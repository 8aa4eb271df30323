//! Candidate source with content store fallback
//!
//! Primary path: filtered query against the content index through its circuit breaker.
//! When the breaker is open, the query fails, or it comes back empty, the content
//! store is scanned instead with a widening ladder:
//! 1. Windowed: live content inside the requested window
//! 2. Widened: at least the last 7 days
//! 3. Unfiltered: most recent live content, no time filter
//!
//! Fallback rows carry no popularity or CTR, so scoring sees defaults for them.

use chrono::{DateTime, Duration as ChronoDuration, Utc};
use std::sync::Arc;
use thiserror::Error;
use tracing::{debug, info, warn};

use resilience::{CircuitBreaker, CircuitBreakerError};

use crate::clients::{ContentIndex, ContentStore, IndexQuery, StoreError, StoreQuery};
use crate::metrics;
use crate::models::{Candidate, CandidateOrigin, RawCandidate};

/// Minimum window for the widened fallback stage
pub const WIDENED_WINDOW_HOURS: u32 = 168;

#[derive(Debug, Clone, Copy, PartialEq, Eq)]
pub enum FallbackReason {
    BreakerOpen,
    IndexError,
    IndexEmpty,
}

impl FallbackReason {
    pub fn as_str(&self) -> &'static str {
        match self {
            Self::BreakerOpen => "breaker_open",
            Self::IndexError => "index_error",
            Self::IndexEmpty => "index_empty",
        }
    }

    /// Whether the primary path failed, as opposed to answering with nothing
    pub fn is_failure(&self) -> bool {
        !matches!(self, Self::IndexEmpty)
    }
}

#[derive(Debug, Clone, Copy, PartialEq, Eq)]
pub enum FallbackStage {
    Windowed,
    Widened,
    Unfiltered,
}

impl FallbackStage {
    pub fn as_str(&self) -> &'static str {
        match self {
            Self::Windowed => "windowed",
            Self::Widened => "widened",
            Self::Unfiltered => "unfiltered",
        }
    }
}

#[derive(Debug, Clone, Copy, PartialEq, Eq)]
pub enum SourceOrigin {
    Index,
    Fallback {
        reason: FallbackReason,
        stage: FallbackStage,
    },
}

impl SourceOrigin {
    pub fn describe(&self) -> String {
        match self {
            Self::Index => "index".to_string(),
            Self::Fallback { reason, stage } => {
                format!("fallback:{}:{}", reason.as_str(), stage.as_str())
            }
        }
    }
}

#[derive(Debug, Clone)]
pub struct SourceOutcome {
    pub candidates: Vec<Candidate>,
    pub origin: SourceOrigin,
    /// Set when the last fallback stage had to drop the channel filter
    pub channel_filter_dropped: bool,
}

/// The content store failed after the index path was abandoned
#[derive(Debug, Error)]
#[error("content store fallback failed ({}): {source}", .reason.as_str())]
pub struct SourceError {
    pub reason: FallbackReason,
    #[source]
    pub source: StoreError,
}

#[derive(Debug, Clone)]
pub struct CandidateRequest {
    pub site: String,
    /// Channel slugs; empty means unrestricted
    pub channels: Vec<String>,
    pub hours: u32,
    pub exclude_ids: Vec<String>,
    pub pool_size: usize,
    pub now: DateTime<Utc>,
}

#[derive(Clone)]
pub struct CandidateSource {
    index: Arc<dyn ContentIndex>,
    store: Arc<dyn ContentStore>,
    breaker: CircuitBreaker,
}

fn normalize_all(raw: Vec<RawCandidate>, origin: CandidateOrigin) -> Vec<Candidate> {
    raw.into_iter()
        .filter_map(|r| r.normalize(origin))
        .collect()
}

fn matches_channels(candidate: &Candidate, channels: &[String]) -> bool {
    channels.is_empty() || channels.iter().any(|c| *c == candidate.channel.slug)
}

impl CandidateSource {
    pub fn new(
        index: Arc<dyn ContentIndex>,
        store: Arc<dyn ContentStore>,
        breaker: CircuitBreaker,
    ) -> Self {
        Self {
            index,
            store,
            breaker,
        }
    }

    pub fn breaker(&self) -> &CircuitBreaker {
        &self.breaker
    }

    pub async fn fetch(&self, request: &CandidateRequest) -> Result<SourceOutcome, SourceError> {
        let query = IndexQuery {
            site: request.site.clone(),
            channels: request.channels.clone(),
            since: request.now - ChronoDuration::hours(i64::from(request.hours)),
            exclude_ids: request.exclude_ids.clone(),
            size: request.pool_size,
        };

        let reason = match self.breaker.call(|| self.index.search(&query)).await {
            Ok(hits) => {
                let candidates = normalize_all(hits, CandidateOrigin::Index);
                if !candidates.is_empty() {
                    debug!(site = %request.site, count = candidates.len(), "Candidates from index");
                    return Ok(SourceOutcome {
                        candidates,
                        origin: SourceOrigin::Index,
                        channel_filter_dropped: false,
                    });
                }
                FallbackReason::IndexEmpty
            }
            Err(CircuitBreakerError::Open { retry_after, .. }) => {
                metrics::record_breaker_rejection(self.breaker.name());
                debug!(?retry_after, "Index breaker open, going straight to fallback");
                FallbackReason::BreakerOpen
            }
            Err(CircuitBreakerError::Inner(e)) => {
                warn!(site = %request.site, error = %e, "Content index query failed");
                FallbackReason::IndexError
            }
        };

        self.fallback(request, reason).await
    }

    async fn fallback(
        &self,
        request: &CandidateRequest,
        reason: FallbackReason,
    ) -> Result<SourceOutcome, SourceError> {
        let mut stages = vec![(
            FallbackStage::Windowed,
            Some(request.now - ChronoDuration::hours(i64::from(request.hours))),
        )];
        let widened = request.hours.max(WIDENED_WINDOW_HOURS);
        if widened != request.hours {
            stages.push((
                FallbackStage::Widened,
                Some(request.now - ChronoDuration::hours(i64::from(widened))),
            ));
        }
        stages.push((FallbackStage::Unfiltered, None));

        let mut reached = FallbackStage::Windowed;
        for (stage, since) in stages {
            reached = stage;
            let rows = self
                .store
                .recent_live(&StoreQuery {
                    site: request.site.clone(),
                    since,
                    limit: request.pool_size,
                })
                .await
                .map_err(|source| {
                    warn!(stage = stage.as_str(), error = %source, "Content store fallback failed");
                    SourceError { reason, source }
                })?;

            let all = normalize_all(rows, CandidateOrigin::Fallback);
            let (filtered, others): (Vec<Candidate>, Vec<Candidate>) = all
                .into_iter()
                .partition(|c| matches_channels(c, &request.channels));

            if !filtered.is_empty() {
                return Ok(self.fallback_outcome(request, filtered, reason, stage, false));
            }
            if stage == FallbackStage::Unfiltered && !others.is_empty() {
                return Ok(self.fallback_outcome(request, others, reason, stage, true));
            }
            debug!(stage = stage.as_str(), "Fallback stage empty");
        }

        metrics::record_fallback(reason.as_str(), reached.as_str());
        info!(site = %request.site, reason = reason.as_str(), "No candidates after all fallbacks");
        Ok(SourceOutcome {
            candidates: Vec::new(),
            origin: SourceOrigin::Fallback {
                reason,
                stage: reached,
            },
            channel_filter_dropped: false,
        })
    }

    fn fallback_outcome(
        &self,
        request: &CandidateRequest,
        candidates: Vec<Candidate>,
        reason: FallbackReason,
        stage: FallbackStage,
        channel_filter_dropped: bool,
    ) -> SourceOutcome {
        metrics::record_fallback(reason.as_str(), stage.as_str());
        info!(
            site = %request.site,
            reason = reason.as_str(),
            stage = stage.as_str(),
            count = candidates.len(),
            channel_filter_dropped,
            "Candidates from content store fallback"
        );
        SourceOutcome {
            candidates,
            origin: SourceOrigin::Fallback { reason, stage },
            channel_filter_dropped,
        }
    }

    /// Single store query for lightweight aggregate responses; no index, no ladder.
    pub async fn recent(&self, request: &CandidateRequest) -> Result<Vec<Candidate>, StoreError> {
        let rows = self
            .store
            .recent_live(&StoreQuery {
                site: request.site.clone(),
                since: Some(request.now - ChronoDuration::hours(i64::from(request.hours))),
                limit: request.pool_size,
            })
            .await?;
        Ok(normalize_all(rows, CandidateOrigin::Fallback)
            .into_iter()
            .filter(|c| matches_channels(c, &request.channels))
            .collect())
    }
}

──────

EXERCISE GOAL: Wherever the word "channels" occurs in the data above, copy the line it sits in.

SOLUTION FOR THIS EXERCISE:
    pub channels: Vec<String>,
fn matches_channels(candidate: &Candidate, channels: &[String]) -> bool {
    channels.is_empty() || channels.iter().any(|c| *c == candidate.channel.slug)
            channels: request.channels.clone(),
                .partition(|c| matches_channels(c, &request.channels));
            .filter(|c| matches_channels(c, &request.channels))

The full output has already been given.